Latam’s monetary policy tightening gets aggressive
2024-03-28 14:33
An aggressive 125‑basis‑point policy rate rise by Chile in mid-October has provided yet another signal that Latin America’s central banks are responding firmly to inflationary pressures, with a monetary-tightening cycle that is likely to endure for much of 2022. Headline inflation has spiked in the region this year; this would not be so worrying for the monetary authorities were it not for the recent upward drift in inflation expectations, which threatens to complicate the price-setting process. Meanwhile, the Federal Reserve (the US central bank) is becoming increasingly hawkish and is now set to begin raising its policy rate at some point in the second half of 2022, placing Latin America’s central banks under even more pressure to tighten rates to prevent a damaging currency slide. These pressures for tighter monetary policy look set to be a significant headwind to the economic recovery in 2022.
In a region with a hard-won reputation for price stability, central banks are sensitive to the effects of inflation, even where the source of inflation is transitory and supply-side in nature. Inflation has been trending up throughout the year in response to persistent exchange-rate depreciation, commodity price rises, recovering domestic demand and temporary supply shortages. In most cases, inflation expectations (12‑month‑ahead, and sometimes even further out along the monetary policy horizon) have also started to creep up, to above the mid-point of the target range of most of the key inflation-targeters in the region (Peru, Mexico, Colombia, Chile and Brazil). Any drift in inflation expectations in these countries is typically a sign of rate rises to come, and this time has been no different. Real ex ante policy rates (the nominal policy rate minus 12‑month‑ahead inflation expectations) in the region are already positive in Brazil and Mexico, highlighting a definite shift in policy stance; real rates are headed in the same direction elsewhere too.
Latin America, led by Brazil, started raising rates earlier than its emerging-market (EM) peers, and although several EMs have followed suit, such as Poland and Russia, Latin America’s rate rises have, as a group, undoubtedly been the most aggressive this year. The region’s central banks will be looking ahead to the tightening of monetary policy in the US next year; getting a head start on monetary policy tightening will not guarantee that Latin America manages to avoid another “taper tantrum”, but it does at least help to prepare the ground for a reasonably orderly exit from an extremely accommodative US monetary policy stance. This is important for Latin America, because pass-through from currency depreciation to consumer price inflation in 2022 could be higher than usual, bearing in mind that producers and retailers have already been forced to absorb huge rises in producer price inflation this year.

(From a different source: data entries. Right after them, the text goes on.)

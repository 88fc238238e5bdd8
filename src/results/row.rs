use std::collections::HashMap;
use std::sync::Arc;

use crate::types::RowValues;

/// A row from a database query result
///
/// This struct represents a single row from a database query result,
/// with access to both the column names and the values.
#[derive(Debug, Clone)]
pub struct CustomDbRow {
    /// The column names for this row (shared across all rows in a result set)
    pub column_names: Arc<Vec<String>>,
    /// The values for this row
    pub rows: Vec<RowValues>,
    // Internal cache for faster column lookups (to avoid repeated string comparisons)
    #[doc(hidden)]
    pub(crate) column_index_cache: Arc<HashMap<String, usize>>,
}

impl CustomDbRow {
    /// Create a new database row
    ///
    /// # Arguments
    ///
    /// * `column_names` - The column names
    /// * `rows` - The values for this row
    #[must_use]
    pub fn new(column_names: Arc<Vec<String>>, rows: Vec<RowValues>) -> Self {
        let cache = Arc::new(build_index(&column_names));
        Self {
            column_names,
            rows,
            column_index_cache: cache,
        }
    }

    pub(crate) fn with_cache(
        column_names: Arc<Vec<String>>,
        column_index_cache: Arc<HashMap<String, usize>>,
        rows: Vec<RowValues>,
    ) -> Self {
        Self {
            column_names,
            rows,
            column_index_cache,
        }
    }

    /// Whether the row carries any column metadata.
    #[must_use]
    pub fn has_columns(&self) -> bool {
        !self.column_names.is_empty()
    }

    /// Get the index of a column by name (case-sensitive)
    #[must_use]
    pub fn get_column_index(&self, column_name: &str) -> Option<usize> {
        if let Some(&idx) = self.column_index_cache.get(column_name) {
            return Some(idx);
        }

        self.column_names.iter().position(|col| col == column_name)
    }

    /// Get a value from the row by column name
    ///
    /// Returns `None` if the column wasn't found.
    #[must_use]
    pub fn get(&self, column_name: &str) -> Option<&RowValues> {
        self.get_column_index(column_name)
            .and_then(|idx| self.rows.get(idx))
    }

    /// Get a value from the row by column index
    #[must_use]
    pub fn get_by_index(&self, index: usize) -> Option<&RowValues> {
        self.rows.get(index)
    }
}

/// First occurrence wins when a column name repeats (e.g. `SELECT a.id, b.id`).
pub(crate) fn build_index(column_names: &[String]) -> HashMap<String, usize> {
    let mut index = HashMap::with_capacity(column_names.len());
    for (i, name) in column_names.iter().enumerate() {
        index.entry(name.clone()).or_insert(i);
    }
    index
}
//! Helper utilities for testing and development.

use std::sync::Arc;

use crate::results::{CustomDbRow, ResultSet};
use crate::types::RowValues;

/// Create a test row with the given column names and values.
#[must_use]
pub fn create_test_row(column_names: Vec<String>, values: Vec<RowValues>) -> CustomDbRow {
    CustomDbRow::new(Arc::new(column_names), values)
}

/// Create a result set from column names and row values, in order.
#[must_use]
pub fn create_test_result_set(column_names: &[&str], rows: Vec<Vec<RowValues>>) -> ResultSet {
    let mut result_set =
        ResultSet::with_columns(column_names.iter().map(|c| (*c).to_string()).collect());
    for row in rows {
        result_set.add_row_values(row);
    }
    result_set
}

However, an aggressive tightening cycle carries risks. Higher interest rates will increase debt-servicing costs for the region’s increasingly indebted public sector and place even more pressure on governments to tighten fiscal policy. Apart from raising creditworthiness concerns and potentially placing some significant liquidity pressure on certain highly indebted sovereigns, interest-rate rises will prompt sharper fiscal consolidation, dampening what has proven to be a fairly robust economic recovery so far this year. The latest monthly data (to July) show that economic activity has in many cases returned to pre-pandemic levels already, bolstered by high hard and soft commodity prices, and by adaptation to the reality of Covid‑19. Business appears to have mostly shrugged off new pandemic-related restrictions amid what have until now been still quite accommodative conditions at home, and booming demand abroad.
For Latin America, the big challenge for 2022 is to produce a self-sustaining economic recovery able to withstand what are likely to be much tougher conditions next year. Our forecasts currently assume that growth in the region will slow to 2.6%. Although this is the slowest pace of any region in the world, it does still assume some modest to moderate sequential growth over the course of the year; there is a risk, in our view, of a more significant setback to the recovery in 2022 than we have currently pencilled in if monetary policy normalisation next year does not go smoothly.